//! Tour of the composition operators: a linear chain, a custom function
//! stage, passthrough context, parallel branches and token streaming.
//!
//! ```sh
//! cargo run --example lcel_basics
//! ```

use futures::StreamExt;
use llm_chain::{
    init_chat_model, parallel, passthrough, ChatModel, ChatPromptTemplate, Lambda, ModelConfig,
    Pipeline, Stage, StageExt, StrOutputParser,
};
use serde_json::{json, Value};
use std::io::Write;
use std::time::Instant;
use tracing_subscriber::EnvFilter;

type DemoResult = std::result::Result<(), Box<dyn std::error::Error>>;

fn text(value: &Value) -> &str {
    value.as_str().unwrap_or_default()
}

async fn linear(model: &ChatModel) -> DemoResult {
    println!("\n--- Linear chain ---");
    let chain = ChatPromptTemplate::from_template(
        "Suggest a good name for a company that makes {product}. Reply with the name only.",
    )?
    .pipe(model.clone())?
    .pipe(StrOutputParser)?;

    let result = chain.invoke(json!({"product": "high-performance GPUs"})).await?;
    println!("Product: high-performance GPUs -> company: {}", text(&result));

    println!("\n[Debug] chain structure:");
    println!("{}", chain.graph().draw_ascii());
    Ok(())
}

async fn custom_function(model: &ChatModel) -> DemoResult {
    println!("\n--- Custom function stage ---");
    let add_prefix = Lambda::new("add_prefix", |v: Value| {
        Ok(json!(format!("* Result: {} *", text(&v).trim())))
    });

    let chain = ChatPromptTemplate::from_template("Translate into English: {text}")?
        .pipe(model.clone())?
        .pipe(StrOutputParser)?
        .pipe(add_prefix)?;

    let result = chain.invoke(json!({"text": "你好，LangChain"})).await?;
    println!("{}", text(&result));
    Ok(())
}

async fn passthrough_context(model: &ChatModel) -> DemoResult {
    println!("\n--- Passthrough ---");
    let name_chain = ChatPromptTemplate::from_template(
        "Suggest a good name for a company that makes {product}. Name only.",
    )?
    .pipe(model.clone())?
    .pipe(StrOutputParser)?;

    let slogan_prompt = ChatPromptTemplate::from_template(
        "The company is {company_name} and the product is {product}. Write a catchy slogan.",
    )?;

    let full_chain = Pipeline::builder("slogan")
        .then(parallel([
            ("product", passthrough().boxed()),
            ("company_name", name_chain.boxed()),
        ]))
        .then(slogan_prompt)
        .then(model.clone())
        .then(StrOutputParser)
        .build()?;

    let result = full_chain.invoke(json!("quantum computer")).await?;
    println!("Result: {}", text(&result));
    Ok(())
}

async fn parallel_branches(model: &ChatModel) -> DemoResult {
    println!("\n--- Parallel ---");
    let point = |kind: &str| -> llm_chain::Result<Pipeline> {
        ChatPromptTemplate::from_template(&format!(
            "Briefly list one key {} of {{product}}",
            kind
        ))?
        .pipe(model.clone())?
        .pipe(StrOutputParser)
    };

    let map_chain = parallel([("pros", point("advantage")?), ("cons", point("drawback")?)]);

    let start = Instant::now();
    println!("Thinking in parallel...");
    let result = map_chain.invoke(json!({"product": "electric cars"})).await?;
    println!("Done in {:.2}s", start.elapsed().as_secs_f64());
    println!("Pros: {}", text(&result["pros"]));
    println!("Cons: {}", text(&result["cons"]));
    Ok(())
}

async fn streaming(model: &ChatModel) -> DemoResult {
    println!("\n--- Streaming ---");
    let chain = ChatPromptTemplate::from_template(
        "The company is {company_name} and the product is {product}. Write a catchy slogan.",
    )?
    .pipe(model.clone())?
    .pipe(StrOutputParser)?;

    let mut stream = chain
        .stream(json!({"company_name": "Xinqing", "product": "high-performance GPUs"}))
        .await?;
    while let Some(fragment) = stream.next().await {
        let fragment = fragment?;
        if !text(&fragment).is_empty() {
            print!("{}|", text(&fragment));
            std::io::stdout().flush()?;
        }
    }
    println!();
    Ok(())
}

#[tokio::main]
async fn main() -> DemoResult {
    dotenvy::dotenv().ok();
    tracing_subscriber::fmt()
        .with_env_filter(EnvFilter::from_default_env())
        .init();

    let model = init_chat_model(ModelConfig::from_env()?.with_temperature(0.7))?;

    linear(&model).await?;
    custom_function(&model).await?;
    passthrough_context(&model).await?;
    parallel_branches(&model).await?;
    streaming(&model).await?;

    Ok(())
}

--

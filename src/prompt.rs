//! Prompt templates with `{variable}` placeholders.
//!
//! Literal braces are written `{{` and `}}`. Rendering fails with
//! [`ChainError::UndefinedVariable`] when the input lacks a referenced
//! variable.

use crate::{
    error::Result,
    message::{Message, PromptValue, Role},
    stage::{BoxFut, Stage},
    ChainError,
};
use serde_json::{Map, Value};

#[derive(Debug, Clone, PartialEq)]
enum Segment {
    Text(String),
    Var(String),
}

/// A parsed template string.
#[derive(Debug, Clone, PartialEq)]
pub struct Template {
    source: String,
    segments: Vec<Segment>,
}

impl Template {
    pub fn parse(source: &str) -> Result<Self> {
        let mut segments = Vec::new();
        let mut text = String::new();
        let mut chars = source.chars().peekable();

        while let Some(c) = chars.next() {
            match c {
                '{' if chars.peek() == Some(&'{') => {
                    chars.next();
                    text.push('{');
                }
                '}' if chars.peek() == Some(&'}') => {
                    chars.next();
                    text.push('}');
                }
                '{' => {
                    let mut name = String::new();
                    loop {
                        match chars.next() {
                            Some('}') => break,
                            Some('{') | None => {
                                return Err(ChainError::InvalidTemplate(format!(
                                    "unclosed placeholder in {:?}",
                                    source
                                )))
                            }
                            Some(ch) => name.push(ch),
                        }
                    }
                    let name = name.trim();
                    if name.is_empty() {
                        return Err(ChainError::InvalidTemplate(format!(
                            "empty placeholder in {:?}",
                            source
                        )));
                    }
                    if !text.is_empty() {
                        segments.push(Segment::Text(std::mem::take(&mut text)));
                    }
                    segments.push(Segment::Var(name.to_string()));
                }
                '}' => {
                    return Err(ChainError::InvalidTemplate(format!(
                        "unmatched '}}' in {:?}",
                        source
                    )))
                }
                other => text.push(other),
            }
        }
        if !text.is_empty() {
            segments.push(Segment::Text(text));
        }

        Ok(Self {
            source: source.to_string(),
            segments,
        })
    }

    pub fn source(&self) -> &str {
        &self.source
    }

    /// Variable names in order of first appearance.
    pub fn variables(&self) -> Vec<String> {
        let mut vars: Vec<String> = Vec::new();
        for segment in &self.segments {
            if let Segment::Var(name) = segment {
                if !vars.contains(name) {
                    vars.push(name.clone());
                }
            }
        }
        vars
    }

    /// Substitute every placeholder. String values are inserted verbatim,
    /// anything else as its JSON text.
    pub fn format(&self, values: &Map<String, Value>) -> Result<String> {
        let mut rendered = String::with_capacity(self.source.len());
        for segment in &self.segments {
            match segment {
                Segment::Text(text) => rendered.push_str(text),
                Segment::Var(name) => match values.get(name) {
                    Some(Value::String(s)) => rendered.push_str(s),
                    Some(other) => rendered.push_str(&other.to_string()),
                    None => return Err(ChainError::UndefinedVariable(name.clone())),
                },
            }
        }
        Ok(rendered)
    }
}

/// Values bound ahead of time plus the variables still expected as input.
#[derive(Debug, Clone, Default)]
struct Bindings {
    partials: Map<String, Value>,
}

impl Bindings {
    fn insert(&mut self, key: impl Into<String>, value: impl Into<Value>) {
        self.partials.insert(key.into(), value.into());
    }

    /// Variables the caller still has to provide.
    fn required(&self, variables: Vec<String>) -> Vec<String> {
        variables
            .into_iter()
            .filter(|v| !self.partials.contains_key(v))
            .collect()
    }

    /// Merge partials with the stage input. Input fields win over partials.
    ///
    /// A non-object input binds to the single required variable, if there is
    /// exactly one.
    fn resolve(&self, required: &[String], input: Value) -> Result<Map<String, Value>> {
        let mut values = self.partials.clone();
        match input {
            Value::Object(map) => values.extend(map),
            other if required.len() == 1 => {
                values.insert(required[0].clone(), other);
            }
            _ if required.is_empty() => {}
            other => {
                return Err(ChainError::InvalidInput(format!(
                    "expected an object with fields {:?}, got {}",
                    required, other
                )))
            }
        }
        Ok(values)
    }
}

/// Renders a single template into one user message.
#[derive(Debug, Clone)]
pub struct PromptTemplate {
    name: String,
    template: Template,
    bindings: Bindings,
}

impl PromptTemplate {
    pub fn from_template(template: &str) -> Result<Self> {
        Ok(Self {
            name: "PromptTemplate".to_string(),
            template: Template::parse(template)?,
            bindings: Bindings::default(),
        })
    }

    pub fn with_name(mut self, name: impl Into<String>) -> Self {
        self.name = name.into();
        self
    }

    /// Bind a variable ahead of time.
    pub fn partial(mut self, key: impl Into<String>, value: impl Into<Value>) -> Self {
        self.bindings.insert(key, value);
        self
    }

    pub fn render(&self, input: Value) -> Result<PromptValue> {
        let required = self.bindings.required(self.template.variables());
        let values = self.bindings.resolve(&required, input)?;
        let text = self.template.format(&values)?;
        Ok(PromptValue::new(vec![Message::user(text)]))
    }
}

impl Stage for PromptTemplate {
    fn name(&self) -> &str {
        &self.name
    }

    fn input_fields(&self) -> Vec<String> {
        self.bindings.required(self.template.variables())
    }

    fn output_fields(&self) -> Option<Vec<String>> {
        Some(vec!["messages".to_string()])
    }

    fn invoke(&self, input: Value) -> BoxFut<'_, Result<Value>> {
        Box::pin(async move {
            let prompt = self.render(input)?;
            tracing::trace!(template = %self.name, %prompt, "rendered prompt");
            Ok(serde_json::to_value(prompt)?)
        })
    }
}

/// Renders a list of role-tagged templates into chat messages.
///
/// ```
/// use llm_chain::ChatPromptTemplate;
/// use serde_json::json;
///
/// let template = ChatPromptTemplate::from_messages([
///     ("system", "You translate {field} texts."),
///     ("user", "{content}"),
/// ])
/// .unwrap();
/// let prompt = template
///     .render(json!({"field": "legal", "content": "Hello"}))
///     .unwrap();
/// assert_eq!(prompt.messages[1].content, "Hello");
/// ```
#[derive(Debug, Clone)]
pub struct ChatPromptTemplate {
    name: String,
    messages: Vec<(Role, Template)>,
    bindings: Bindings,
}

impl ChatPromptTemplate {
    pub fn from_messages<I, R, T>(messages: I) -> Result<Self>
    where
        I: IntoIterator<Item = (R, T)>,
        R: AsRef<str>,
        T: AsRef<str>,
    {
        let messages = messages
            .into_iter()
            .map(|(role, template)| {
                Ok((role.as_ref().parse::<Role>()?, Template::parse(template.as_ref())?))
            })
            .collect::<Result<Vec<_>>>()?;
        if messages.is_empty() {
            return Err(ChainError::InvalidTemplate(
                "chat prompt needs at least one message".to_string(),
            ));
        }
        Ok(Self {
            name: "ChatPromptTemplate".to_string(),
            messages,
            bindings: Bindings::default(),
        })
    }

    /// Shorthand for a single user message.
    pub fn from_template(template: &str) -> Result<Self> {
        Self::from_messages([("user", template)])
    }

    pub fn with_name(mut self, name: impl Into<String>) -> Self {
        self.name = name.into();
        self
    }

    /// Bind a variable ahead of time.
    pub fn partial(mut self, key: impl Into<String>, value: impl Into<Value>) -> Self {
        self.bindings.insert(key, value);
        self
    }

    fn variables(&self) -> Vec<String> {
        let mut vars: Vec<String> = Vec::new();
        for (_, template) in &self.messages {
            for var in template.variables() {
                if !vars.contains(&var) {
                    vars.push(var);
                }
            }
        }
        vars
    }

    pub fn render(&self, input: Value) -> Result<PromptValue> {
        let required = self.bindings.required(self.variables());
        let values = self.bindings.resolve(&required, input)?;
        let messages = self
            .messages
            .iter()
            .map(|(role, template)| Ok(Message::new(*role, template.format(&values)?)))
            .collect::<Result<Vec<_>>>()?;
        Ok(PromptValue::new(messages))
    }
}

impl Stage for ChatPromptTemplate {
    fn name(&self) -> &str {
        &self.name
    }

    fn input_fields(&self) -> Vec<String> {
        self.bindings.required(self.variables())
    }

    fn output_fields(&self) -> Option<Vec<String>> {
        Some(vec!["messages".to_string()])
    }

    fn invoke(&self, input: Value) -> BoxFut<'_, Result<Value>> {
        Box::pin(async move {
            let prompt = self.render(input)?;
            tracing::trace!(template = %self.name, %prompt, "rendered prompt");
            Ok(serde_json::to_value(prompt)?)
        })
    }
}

--

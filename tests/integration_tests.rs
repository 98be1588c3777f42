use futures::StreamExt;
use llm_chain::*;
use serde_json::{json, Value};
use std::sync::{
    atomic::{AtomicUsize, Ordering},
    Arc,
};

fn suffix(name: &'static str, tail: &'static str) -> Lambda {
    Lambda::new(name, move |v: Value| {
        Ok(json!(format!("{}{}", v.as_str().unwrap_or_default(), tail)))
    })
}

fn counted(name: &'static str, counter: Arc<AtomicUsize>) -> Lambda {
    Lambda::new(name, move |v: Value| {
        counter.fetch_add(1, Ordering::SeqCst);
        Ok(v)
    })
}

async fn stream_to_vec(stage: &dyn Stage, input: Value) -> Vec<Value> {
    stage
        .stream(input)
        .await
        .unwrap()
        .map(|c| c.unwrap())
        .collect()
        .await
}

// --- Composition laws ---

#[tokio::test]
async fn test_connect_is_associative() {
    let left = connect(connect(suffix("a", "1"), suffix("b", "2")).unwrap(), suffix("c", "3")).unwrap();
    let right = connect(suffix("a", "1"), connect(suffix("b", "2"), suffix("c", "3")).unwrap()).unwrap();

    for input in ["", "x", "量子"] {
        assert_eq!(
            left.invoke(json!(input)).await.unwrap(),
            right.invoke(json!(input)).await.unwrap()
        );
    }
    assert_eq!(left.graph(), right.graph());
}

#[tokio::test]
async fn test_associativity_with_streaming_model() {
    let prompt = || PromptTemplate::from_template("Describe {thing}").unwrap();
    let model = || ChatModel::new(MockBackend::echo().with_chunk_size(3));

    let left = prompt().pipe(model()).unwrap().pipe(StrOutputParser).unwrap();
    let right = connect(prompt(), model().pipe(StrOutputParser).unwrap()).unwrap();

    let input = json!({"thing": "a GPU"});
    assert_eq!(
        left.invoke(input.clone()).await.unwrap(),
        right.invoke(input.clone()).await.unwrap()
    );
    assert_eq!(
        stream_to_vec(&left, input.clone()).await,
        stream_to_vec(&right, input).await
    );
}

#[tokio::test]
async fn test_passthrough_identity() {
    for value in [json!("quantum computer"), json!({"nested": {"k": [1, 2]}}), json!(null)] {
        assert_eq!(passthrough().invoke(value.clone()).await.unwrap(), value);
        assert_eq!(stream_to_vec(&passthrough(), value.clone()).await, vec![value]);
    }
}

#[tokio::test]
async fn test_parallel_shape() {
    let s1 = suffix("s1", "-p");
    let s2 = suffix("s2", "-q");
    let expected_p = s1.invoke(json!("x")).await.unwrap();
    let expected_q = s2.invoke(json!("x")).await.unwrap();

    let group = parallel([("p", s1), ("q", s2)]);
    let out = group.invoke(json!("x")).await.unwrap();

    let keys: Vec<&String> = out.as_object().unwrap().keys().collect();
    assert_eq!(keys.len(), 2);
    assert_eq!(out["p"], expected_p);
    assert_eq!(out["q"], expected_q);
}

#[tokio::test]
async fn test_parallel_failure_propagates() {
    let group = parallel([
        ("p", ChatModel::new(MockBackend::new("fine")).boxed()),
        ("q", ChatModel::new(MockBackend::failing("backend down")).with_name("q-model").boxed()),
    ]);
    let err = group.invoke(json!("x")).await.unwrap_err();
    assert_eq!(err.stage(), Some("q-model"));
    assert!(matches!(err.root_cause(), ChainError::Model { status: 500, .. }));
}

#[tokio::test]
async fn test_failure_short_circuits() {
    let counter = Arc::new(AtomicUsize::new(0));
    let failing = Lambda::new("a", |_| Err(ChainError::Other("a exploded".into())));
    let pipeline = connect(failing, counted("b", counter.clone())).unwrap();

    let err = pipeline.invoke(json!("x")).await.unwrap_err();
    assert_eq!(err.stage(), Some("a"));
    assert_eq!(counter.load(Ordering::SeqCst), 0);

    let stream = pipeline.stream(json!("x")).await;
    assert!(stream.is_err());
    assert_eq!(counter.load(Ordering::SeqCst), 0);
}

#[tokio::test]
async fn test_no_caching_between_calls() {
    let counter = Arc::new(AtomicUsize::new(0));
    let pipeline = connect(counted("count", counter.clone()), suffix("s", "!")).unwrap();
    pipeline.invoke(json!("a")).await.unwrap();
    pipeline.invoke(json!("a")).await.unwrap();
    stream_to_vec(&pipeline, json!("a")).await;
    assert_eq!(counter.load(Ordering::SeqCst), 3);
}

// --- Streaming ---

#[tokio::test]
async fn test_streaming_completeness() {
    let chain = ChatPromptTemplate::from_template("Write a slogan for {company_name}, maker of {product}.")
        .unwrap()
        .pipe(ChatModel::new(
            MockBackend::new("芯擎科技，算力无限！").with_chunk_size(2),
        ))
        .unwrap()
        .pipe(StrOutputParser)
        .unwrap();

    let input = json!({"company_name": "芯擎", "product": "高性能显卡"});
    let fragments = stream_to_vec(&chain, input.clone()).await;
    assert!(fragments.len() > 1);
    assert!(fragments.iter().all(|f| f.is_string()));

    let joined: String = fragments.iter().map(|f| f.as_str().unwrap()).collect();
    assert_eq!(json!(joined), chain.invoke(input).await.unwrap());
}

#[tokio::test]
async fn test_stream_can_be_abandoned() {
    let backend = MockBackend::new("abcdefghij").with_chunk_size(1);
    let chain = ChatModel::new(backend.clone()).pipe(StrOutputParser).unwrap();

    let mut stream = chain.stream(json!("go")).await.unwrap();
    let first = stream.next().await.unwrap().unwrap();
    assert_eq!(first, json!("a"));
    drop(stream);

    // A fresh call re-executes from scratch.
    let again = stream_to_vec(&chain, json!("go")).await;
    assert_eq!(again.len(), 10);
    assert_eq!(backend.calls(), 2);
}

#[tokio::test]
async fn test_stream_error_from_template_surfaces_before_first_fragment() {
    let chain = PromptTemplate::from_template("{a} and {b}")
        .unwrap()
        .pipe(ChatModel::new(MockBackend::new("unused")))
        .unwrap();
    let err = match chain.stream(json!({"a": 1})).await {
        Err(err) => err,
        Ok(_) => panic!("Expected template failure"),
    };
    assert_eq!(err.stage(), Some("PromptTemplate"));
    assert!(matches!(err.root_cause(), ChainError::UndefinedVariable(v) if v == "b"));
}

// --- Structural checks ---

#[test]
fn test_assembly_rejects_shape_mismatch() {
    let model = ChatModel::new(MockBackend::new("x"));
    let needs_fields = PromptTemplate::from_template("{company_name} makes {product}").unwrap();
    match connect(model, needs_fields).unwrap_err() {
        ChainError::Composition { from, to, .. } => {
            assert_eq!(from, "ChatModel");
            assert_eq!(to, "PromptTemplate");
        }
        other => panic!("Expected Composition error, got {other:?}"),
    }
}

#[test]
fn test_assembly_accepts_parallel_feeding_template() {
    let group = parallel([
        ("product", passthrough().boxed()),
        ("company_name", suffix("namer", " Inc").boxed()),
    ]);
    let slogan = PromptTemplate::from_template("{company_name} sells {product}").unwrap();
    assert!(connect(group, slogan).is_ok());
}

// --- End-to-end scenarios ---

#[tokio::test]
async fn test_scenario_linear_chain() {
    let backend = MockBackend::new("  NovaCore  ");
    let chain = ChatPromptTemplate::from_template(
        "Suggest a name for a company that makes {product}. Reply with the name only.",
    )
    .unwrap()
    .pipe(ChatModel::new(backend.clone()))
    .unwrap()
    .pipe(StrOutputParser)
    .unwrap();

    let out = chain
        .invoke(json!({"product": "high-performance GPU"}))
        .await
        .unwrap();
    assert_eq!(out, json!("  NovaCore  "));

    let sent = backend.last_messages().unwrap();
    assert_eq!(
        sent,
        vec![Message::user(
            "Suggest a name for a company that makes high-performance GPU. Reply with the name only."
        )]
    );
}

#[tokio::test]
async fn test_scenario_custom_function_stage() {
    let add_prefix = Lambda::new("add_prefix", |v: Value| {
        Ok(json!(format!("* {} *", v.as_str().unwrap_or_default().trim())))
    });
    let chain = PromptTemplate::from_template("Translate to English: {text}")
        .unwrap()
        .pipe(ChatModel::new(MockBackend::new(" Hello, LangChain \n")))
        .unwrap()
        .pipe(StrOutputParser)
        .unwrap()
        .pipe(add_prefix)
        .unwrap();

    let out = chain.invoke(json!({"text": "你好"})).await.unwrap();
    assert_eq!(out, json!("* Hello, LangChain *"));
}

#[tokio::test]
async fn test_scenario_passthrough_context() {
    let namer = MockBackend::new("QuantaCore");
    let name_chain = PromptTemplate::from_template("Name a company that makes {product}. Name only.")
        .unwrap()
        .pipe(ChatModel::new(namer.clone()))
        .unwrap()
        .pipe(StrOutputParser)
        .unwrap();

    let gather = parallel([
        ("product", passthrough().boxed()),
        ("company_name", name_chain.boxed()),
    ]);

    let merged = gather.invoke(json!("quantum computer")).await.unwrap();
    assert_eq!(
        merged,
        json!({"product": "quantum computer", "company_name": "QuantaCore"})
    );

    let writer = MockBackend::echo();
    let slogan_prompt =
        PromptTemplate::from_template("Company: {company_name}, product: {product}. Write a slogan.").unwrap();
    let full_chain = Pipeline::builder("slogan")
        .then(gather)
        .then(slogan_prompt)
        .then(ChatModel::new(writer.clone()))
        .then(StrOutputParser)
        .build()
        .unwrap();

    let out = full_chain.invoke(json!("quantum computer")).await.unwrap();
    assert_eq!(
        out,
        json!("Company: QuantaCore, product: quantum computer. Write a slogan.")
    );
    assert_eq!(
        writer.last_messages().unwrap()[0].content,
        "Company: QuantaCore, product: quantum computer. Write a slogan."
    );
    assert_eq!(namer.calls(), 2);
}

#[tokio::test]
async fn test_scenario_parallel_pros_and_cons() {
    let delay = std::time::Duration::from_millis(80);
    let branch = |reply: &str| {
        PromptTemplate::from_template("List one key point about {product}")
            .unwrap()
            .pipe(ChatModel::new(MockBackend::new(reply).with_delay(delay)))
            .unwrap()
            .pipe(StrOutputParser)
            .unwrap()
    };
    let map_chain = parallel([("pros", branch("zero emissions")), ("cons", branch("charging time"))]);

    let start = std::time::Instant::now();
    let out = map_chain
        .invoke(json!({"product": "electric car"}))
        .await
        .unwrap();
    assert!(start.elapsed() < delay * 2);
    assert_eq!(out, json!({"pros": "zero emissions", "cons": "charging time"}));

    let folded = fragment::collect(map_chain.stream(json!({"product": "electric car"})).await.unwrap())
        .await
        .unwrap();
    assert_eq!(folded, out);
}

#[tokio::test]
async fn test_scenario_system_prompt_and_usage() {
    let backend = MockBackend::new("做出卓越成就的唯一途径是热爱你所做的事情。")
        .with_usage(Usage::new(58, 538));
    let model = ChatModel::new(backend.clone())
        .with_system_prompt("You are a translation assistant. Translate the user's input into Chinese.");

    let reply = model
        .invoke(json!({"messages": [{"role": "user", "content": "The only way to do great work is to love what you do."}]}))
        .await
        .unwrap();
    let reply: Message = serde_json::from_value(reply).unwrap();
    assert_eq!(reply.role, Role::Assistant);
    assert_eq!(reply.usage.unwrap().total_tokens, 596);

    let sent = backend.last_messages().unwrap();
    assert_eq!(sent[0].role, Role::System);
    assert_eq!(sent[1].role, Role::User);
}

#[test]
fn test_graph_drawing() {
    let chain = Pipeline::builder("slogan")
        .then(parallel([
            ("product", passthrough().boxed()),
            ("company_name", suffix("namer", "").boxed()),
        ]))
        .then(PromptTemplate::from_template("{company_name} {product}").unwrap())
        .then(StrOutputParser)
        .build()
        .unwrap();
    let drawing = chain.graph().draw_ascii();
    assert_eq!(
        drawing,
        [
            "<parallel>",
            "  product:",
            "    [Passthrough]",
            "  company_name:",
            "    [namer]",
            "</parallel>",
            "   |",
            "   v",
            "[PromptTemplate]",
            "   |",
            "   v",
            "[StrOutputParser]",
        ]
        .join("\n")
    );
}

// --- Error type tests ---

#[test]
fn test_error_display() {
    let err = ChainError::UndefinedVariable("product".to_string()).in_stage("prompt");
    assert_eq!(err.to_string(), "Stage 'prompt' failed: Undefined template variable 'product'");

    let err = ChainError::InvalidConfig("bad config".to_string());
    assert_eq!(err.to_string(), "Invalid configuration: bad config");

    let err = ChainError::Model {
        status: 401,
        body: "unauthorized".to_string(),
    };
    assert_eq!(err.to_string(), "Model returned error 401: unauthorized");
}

> Work instructions
The lines holding the string "next" in the listing above are what you should copy out.

> Response box
    while let Some(fragment) = stream.next().await {
        while let Some(c) = chars.next() {
                    chars.next();
                    chars.next();
                        match chars.next() {
    let first = stream.next().await.unwrap().unwrap();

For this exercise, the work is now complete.